Alors que l'aide médicale à mourir devrait bientôt révolutionner à jamais le domaine de la médecine, les facultés de médecine des universités canadiennes sont appelées à déterminer le moment où elles incluront cette nouvelle notion dans leur programme de cours et le type d'enseignement que ce profond changement nécessitera.

À compter du 7 juin, les patients qui sont dans des conditions « graves et irrémédiables » pourront demander l'aide d'un médecin pour mettre fin à leurs jours, suivant le jugement de la Cour suprême du Canada, l'année dernière, qui a invalidé la loi interdisant le suicide assisté et l'euthanasie.

Les parlementaires fédéraux travaillent actuellement à préciser les conditions qui rendront les patients admissibles à cette aide. Le projet de loi présenté le 14 avril par le gouvernement Trudeau doit être approuvé par la Chambre des communes et le Sénat, après des débats qui s'annoncent déjà houleux.

Bien que certaines universités qui forment la prochaine génération de médecins aient commencé leurs préparations pour ajouter ce sujet à leur curriculum, plusieurs autres ont choisi d'attendre avant d'agir, selon la docteure Geneviève Moineau, présidente et chef de la direction de l'Association des facultés de médecine du Canada.

Ces universités veulent d'abord consulter le texte final de la loi et observer comment elle sera interprétée dans chaque province, a indiqué celle qui représente les 17 facultés de médecine au pays.

Lorsque les règles seront connues, la prochaine étape sera de former les médecins et finalement, les nouvelles mesures seront intégrées dans le programme scolaire pour guider les étudiants dans ces situations, a soutenu la docteure Moineau.

Anthea Lafreniere, une étudiante en quatrième année de médecine à l'Université d'Ottawa, a souligné que déjà dans leurs cours de deuxième année, les étudiants étaient appelés à participer à une « semaine de soins palliatifs », pendant laquelle on leur apprend des concepts liés aux soins de fin de vie.

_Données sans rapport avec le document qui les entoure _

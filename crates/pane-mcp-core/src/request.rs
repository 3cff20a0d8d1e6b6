//! Request, result and diagnostic types exchanged with the execution engine.

use std::time::Duration;

use chrono::{DateTime, Utc};
use schemars::JsonSchema;
use serde::{Deserialize, Serialize};

use crate::{Error, ErrorKind, Result};

/// How command text is delivered into a session.
#[derive(Debug, Clone, Copy, PartialEq, Eq, Hash, Serialize, Deserialize, JsonSchema)]
#[serde(rename_all = "snake_case")]
pub enum ExecutionStrategy {
    /// Literal text plus a newline, as if typed
    Direct,
    /// Written to a temporary executable script that is run by reference
    ScriptFile,
    /// Inserted through the host's out-of-band input buffer
    TextInjection,
    /// Wrapped in bracketed-paste markers so it arrives as one paste
    BracketedPaste,
}

impl ExecutionStrategy {
    /// All strategies, in order of increasing delivery cost.
    pub const ALL: [ExecutionStrategy; 4] = [
        ExecutionStrategy::Direct,
        ExecutionStrategy::TextInjection,
        ExecutionStrategy::BracketedPaste,
        ExecutionStrategy::ScriptFile,
    ];

    /// Whether the text reaches the session as one indivisible unit.
    pub fn is_atomic(&self) -> bool {
        !matches!(self, ExecutionStrategy::Direct)
    }

    /// Stable snake_case name, as used in configuration and responses.
    pub fn as_str(&self) -> &'static str {
        match self {
            ExecutionStrategy::Direct => "direct",
            ExecutionStrategy::ScriptFile => "script_file",
            ExecutionStrategy::TextInjection => "text_injection",
            ExecutionStrategy::BracketedPaste => "bracketed_paste",
        }
    }
}

impl std::fmt::Display for ExecutionStrategy {
    fn fmt(&self, f: &mut std::fmt::Formatter<'_>) -> std::fmt::Result {
        f.write_str(self.as_str())
    }
}

impl std::str::FromStr for ExecutionStrategy {
    type Err = Error;

    fn from_str(s: &str) -> Result<Self> {
        ExecutionStrategy::ALL
            .into_iter()
            .find(|strategy| strategy.as_str() == s.trim())
            .ok_or_else(|| Error::InvalidInput(format!("Unknown execution strategy: {s}")))
    }
}

/// A single command execution request. Immutable once built.
#[derive(Debug, Clone, PartialEq, Eq)]
pub struct ExecutionRequest {
    /// Shell text to run
    pub command: String,
    /// How long to wait for the command to finish
    pub timeout_seconds: u64,
    /// Wrap the command in sentinels and capture its output
    pub isolate_output: bool,
    /// Directory to run the command in
    pub working_directory: Option<String>,
    /// Upper bound on returned output, in characters
    pub max_output_chars: usize,
    /// Target pane; the host's active pane when absent
    pub session_id: Option<String>,
}

impl ExecutionRequest {
    /// Check the request before anything is sent to a session.
    pub fn validate(&self) -> Result<()> {
        if self.command.trim().is_empty() {
            return Err(Error::InvalidInput("command cannot be empty".to_string()));
        }
        if self.timeout_seconds == 0 {
            return Err(Error::InvalidInput(
                "timeout_seconds must be > 0".to_string(),
            ));
        }
        if self.max_output_chars == 0 {
            return Err(Error::InvalidInput(
                "max_output_chars must be > 0".to_string(),
            ));
        }
        if let Some(dir) = &self.working_directory {
            if dir.trim().is_empty() || dir.contains('\n') || dir.contains('\0') {
                return Err(Error::InvalidInput(format!(
                    "invalid working_directory: {dir:?}"
                )));
            }
        }
        Ok(())
    }

    /// The wait deadline as a duration.
    pub fn timeout(&self) -> Duration {
        Duration::from_secs(self.timeout_seconds)
    }
}

/// Output captured for one isolated command.
#[derive(Debug, Clone, PartialEq, Eq)]
pub struct CapturedOutput {
    /// Text between the sentinels (or after the start sentinel on timeout)
    pub raw_text: String,
    /// Set on timeout and by the result shaper when the text is cut
    pub truncated: bool,
    /// Length of the untruncated text, in characters
    pub original_length: usize,
    /// When the capture completed
    pub captured_at: DateTime<Utc>,
    /// Exit status reported by the end sentinel
    pub exit_status: Option<i32>,
    /// The poll loop gave up before the end sentinel appeared
    pub timed_out: bool,
}

impl CapturedOutput {
    /// A capture for a command that ran to completion.
    pub fn completed(raw_text: String, exit_status: Option<i32>) -> Self {
        Self {
            original_length: raw_text.chars().count(),
            raw_text,
            truncated: false,
            captured_at: Utc::now(),
            exit_status,
            timed_out: false,
        }
    }

    /// A partial capture for a command that outlived its deadline.
    pub fn timed_out(partial: String) -> Self {
        Self {
            original_length: partial.chars().count(),
            raw_text: partial,
            truncated: true,
            captured_at: Utc::now(),
            exit_status: None,
            timed_out: true,
        }
    }
}

/// Error body of a failed response.
#[derive(Debug, Clone, PartialEq, Eq, Serialize, Deserialize, JsonSchema)]
pub struct ResponseError {
    /// Error category
    pub kind: ErrorKind,
    /// Human-readable message
    pub message: String,
}

/// What `execute_command` returns. Always well-formed, even on failure.
#[derive(Debug, Clone, PartialEq, Eq, Serialize, Deserialize, JsonSchema)]
pub struct Response {
    /// Whether the command was delivered (and, when isolated, observed)
    pub success: bool,
    /// Captured output, bounded by `max_output_chars`
    pub output: String,
    /// Output was cut, or the command did not finish in time
    pub truncated: bool,
    /// The wait deadline passed before the command finished
    #[serde(default)]
    pub timed_out: bool,
    /// Length of the output before truncation, in characters
    #[serde(default)]
    pub original_length: usize,
    /// Exit status of the command, when it finished
    #[serde(default, skip_serializing_if = "Option::is_none")]
    pub exit_status: Option<i32>,
    /// Strategy used to deliver the command
    #[serde(default, skip_serializing_if = "Option::is_none")]
    pub strategy: Option<ExecutionStrategy>,
    /// Pane the command ran in
    #[serde(default, skip_serializing_if = "Option::is_none")]
    pub session_id: Option<String>,
    /// Failure details
    #[serde(default, skip_serializing_if = "Option::is_none")]
    pub error: Option<ResponseError>,
}

impl Response {
    /// A failed response built from an engine error.
    pub fn failure(err: &Error, session_id: Option<String>) -> Self {
        Self {
            success: false,
            output: String::new(),
            truncated: false,
            timed_out: false,
            original_length: 0,
            exit_status: None,
            strategy: None,
            session_id,
            error: Some(ResponseError {
                kind: err.kind(),
                message: err.to_string(),
            }),
        }
    }

    /// Serialize, pretty-printed only while the output stays small.
    pub fn to_json(&self, compact_threshold_chars: usize) -> String {
        let rendered = if self.output.len() > compact_threshold_chars {
            serde_json::to_string(self)
        } else {
            serde_json::to_string_pretty(self)
        };
        rendered.unwrap_or_else(|e| {
            format!(r#"{{"success":false,"output":"","truncated":false,"error":{{"kind":"internal","message":"{e}"}}}}"#)
        })
    }
}

/// Diagnostic view of what the engine is holding on to.
#[derive(Debug, Clone, Copy, Default, PartialEq, Eq, Serialize, Deserialize, JsonSchema)]
pub struct MemorySnapshot {
    /// Connections currently held by the pool
    pub pooled_connection_count: usize,
    /// Pooled connections with at least one outstanding lease
    pub in_use_connection_count: usize,
    /// Per-session execution locks currently tracked
    pub tracked_session_locks: usize,
    /// Rough size of pool and lock bookkeeping, in bytes
    pub estimated_bytes_held: usize,
}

« Nous avons toujours discuté de comment communiquer avec les patients sur leurs objectifs de soins. C'est un objectif important du curriculum, déjà », a affirmé celle qui est aussi présidente de la Fédération des étudiants et des étudiantes en médecine du Canada et siège au conseil d'administration de l'Association médicale canadienne.

« La discussion pour gérer le cas d'un patient qui a fait une requête pour mourir, c'était déjà dans le curriculum [...] Je ne sais pas si le curriculum devrait être modifié, a-t-elle dit. C'est sûr que [la faculté] devrait intégrer la nouvelle loi... mais je crois, selon mon expérience à l'Université d'Ottawa, que nous avons fait du bon travail pour aborder ces conversations difficiles avec les patients, qui sont probablement la partie la plus importante à apprendre pour les étudiants en médecine », a-t-elle poursuivi.

À l'université Dalhousie à Halifax, les étudiants en première et deuxième année de médecine discutent des enjeux éthiques autour de l'aide médicale à mourir.

« C'est une partie importante de notre curriculum depuis le début. Nous avons toujours su que le suicide assisté et l'euthanasie étaient des sujets que nous devrons aborder de façon différente alors que la loi allait changer », a indiqué Christy Simpson, éthicienne, ajoutant que l'enjeu était discuté bien avant le jugement de la plus haute cour du pays puisque certains patients réclamaient déjà l'aide médicale à mourir.

Mme Simpson a expliqué que la faculté se préparait maintenant à s'adapter à la nouvelle loi.

L'Université de Toronto a mis en place un comité d'experts pour ajouter les dispositions du projet de loi C-14 dans son séminaire de deuxième année sur les soins de fin de vie, qui sera prêt pour le prochain mois.

« Les étudiants devront comprendre que le projet de loi n'est pas encore une loi, mais ces enjeux importants devront être abordés par n'importe quel projet de loi », a indiqué la professeure Erika Abner.